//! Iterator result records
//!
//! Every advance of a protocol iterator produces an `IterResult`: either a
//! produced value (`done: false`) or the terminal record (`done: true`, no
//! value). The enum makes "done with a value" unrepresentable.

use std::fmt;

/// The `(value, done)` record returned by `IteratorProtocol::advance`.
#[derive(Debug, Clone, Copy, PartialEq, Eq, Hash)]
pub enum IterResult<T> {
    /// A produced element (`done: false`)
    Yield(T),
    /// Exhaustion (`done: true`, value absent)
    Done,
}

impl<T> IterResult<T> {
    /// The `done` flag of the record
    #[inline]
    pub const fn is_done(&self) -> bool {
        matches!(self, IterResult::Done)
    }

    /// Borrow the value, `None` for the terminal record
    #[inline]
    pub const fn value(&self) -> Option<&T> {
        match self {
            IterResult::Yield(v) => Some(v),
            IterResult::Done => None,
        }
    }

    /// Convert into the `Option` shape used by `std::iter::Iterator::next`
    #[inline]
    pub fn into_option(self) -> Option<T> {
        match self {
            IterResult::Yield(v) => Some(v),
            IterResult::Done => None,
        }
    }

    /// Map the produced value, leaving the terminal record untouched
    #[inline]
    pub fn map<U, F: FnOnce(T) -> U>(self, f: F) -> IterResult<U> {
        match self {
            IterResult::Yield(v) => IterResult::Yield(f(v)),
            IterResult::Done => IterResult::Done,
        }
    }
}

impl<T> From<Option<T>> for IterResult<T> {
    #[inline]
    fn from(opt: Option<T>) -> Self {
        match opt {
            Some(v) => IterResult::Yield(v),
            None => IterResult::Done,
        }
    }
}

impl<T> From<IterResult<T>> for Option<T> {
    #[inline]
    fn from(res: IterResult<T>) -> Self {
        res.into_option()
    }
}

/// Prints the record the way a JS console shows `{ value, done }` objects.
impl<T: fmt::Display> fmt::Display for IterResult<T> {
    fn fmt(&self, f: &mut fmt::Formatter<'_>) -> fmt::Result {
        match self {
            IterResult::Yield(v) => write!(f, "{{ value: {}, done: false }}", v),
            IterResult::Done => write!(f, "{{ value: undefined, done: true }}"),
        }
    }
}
* * *
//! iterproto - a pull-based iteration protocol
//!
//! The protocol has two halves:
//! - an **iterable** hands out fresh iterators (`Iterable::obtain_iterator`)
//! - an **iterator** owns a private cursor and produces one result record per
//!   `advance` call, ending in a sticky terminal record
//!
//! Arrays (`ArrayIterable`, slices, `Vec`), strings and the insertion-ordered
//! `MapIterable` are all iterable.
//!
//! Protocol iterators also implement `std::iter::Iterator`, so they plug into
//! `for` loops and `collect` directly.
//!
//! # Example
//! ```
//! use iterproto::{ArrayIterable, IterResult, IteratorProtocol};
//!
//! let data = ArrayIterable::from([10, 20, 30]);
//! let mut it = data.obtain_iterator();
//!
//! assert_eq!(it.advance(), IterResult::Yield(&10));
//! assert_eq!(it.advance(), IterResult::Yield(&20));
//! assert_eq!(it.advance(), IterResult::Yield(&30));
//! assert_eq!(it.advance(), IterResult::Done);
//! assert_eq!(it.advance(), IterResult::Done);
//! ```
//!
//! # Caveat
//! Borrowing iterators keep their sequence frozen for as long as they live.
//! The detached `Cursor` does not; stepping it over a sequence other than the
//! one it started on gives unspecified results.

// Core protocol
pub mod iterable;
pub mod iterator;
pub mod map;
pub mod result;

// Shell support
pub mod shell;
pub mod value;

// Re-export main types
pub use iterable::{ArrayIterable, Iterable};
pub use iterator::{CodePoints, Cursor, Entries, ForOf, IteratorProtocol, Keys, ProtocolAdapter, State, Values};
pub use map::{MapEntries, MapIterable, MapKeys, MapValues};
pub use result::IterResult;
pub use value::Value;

What to work on: Restate word for word the entries above from the line with "impl<T> From<Option<T>> for" through the line with "Prints the record", inclusive, leaving out everything else.

Response to this task:
impl<T> From<Option<T>> for IterResult<T> {
    #[inline]
    fn from(opt: Option<T>) -> Self {
        match opt {
            Some(v) => IterResult::Yield(v),
            None => IterResult::Done,
        }
    }
}

impl<T> From<IterResult<T>> for Option<T> {
    #[inline]
    fn from(res: IterResult<T>) -> Self {
        res.into_option()
    }
}

/// Prints the record the way a JS console shows `{ value, done }` objects.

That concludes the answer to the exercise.